Try it: In your reply, reproduce the lines from the first one below to the line containing "use clap::Parser;", inclusive, exactly as they stand.

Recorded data
-------------------------
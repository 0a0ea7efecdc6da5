//! Headless front end: picks a scene, steps the progressive renderer until
//! it is complete, and writes the display buffer to disk.

mod cli;
mod presets;

use std::fs;
use std::path::Path;

use anyhow::{Context, Result};
use clap::Parser;
use ghd_core::{CameraSettings, RenderSettings, SceneDescription};
use ghd_math::Vec3;
use ghd_renderer::ProgressiveRenderer;
use log::LevelFilter;

use cli::Args;

/// Seed for the random preset when none is given
const DEFAULT_PRESET_SEED: u64 = 69;

fn read_json<T: serde::de::DeserializeOwned>(path: &Path) -> Result<T> {
    let text = fs::read_to_string(path).with_context(|| format!("Failed to read {}", path.display()))?;
    serde_json::from_str(&text).with_context(|| format!("Failed to parse {}", path.display()))
}

fn render_settings(args: &Args) -> Result<RenderSettings> {
    if let Some(path) = &args.settings {
        return read_json(path);
    }

    let aperture = args
        .aperture
        .context("--aperture is required when --settings is not given")?;

    Ok(RenderSettings {
        image_width: args.width,
        image_height: args.height,
        samples_per_pixel: args.samples_per_pixel,
        max_bounce_depth: args.max_depth,
        camera: CameraSettings {
            lookfrom: Vec3::new(13.0, 2.0, 3.0),
            lookat: Vec3::ZERO,
            vup: Vec3::Y,
            vertical_fov_degrees: 19.0,
            aperture,
            focus_distance: 12.0,
        },
        threads: args.threads,
        seed: args.seed,
    })
}

fn scene_description(args: &Args) -> Result<SceneDescription> {
    match &args.scene {
        Some(path) => read_json(path),
        None => Ok(args.preset.build(args.seed.unwrap_or(DEFAULT_PRESET_SEED))),
    }
}

fn save_png(renderer: &ProgressiveRenderer, path: &Path) -> Result<()> {
    let image = image::RgbaImage::from_raw(
        renderer.width(),
        renderer.height(),
        renderer.display_buffer().to_vec(),
    )
    .context("Display buffer does not match the image size")?;

    image
        .save(path)
        .with_context(|| format!("Failed to write {}", path.display()))
}

fn main() -> Result<()> {
    let args = Args::parse();

    env_logger::Builder::new()
        .filter_level(LevelFilter::from(args.log_level))
        .parse_default_env()
        .init();

    let settings = render_settings(&args)?;
    let scene = scene_description(&args)?;

    let mut renderer =
        ProgressiveRenderer::new(settings, &scene).context("Failed to set up the renderer")?;

    while !renderer.is_complete() {
        let report = renderer.step()?;
        log::info!(
            "Rendering iteration {}/{} ({:.1} ms)",
            report.iteration,
            report.samples_per_pixel,
            report.duration.as_secs_f64() * 1000.0
        );
    }

    save_png(&renderer, &args.output)?;
    log::info!(
        "Saved {} after {:.3} s",
        args.output.display(),
        renderer.total_render_time().as_secs_f64()
    );

    Ok(())
}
-------------------------
Response to the task:
repository 0a0ea7efecdc6da5
//! Headless front end: picks a scene, steps the progressive renderer until
//! it is complete, and writes the display buffer to disk.

mod cli;
mod presets;

use std::fs;
use std::path::Path;

use anyhow::{Context, Result};
use clap::Parser;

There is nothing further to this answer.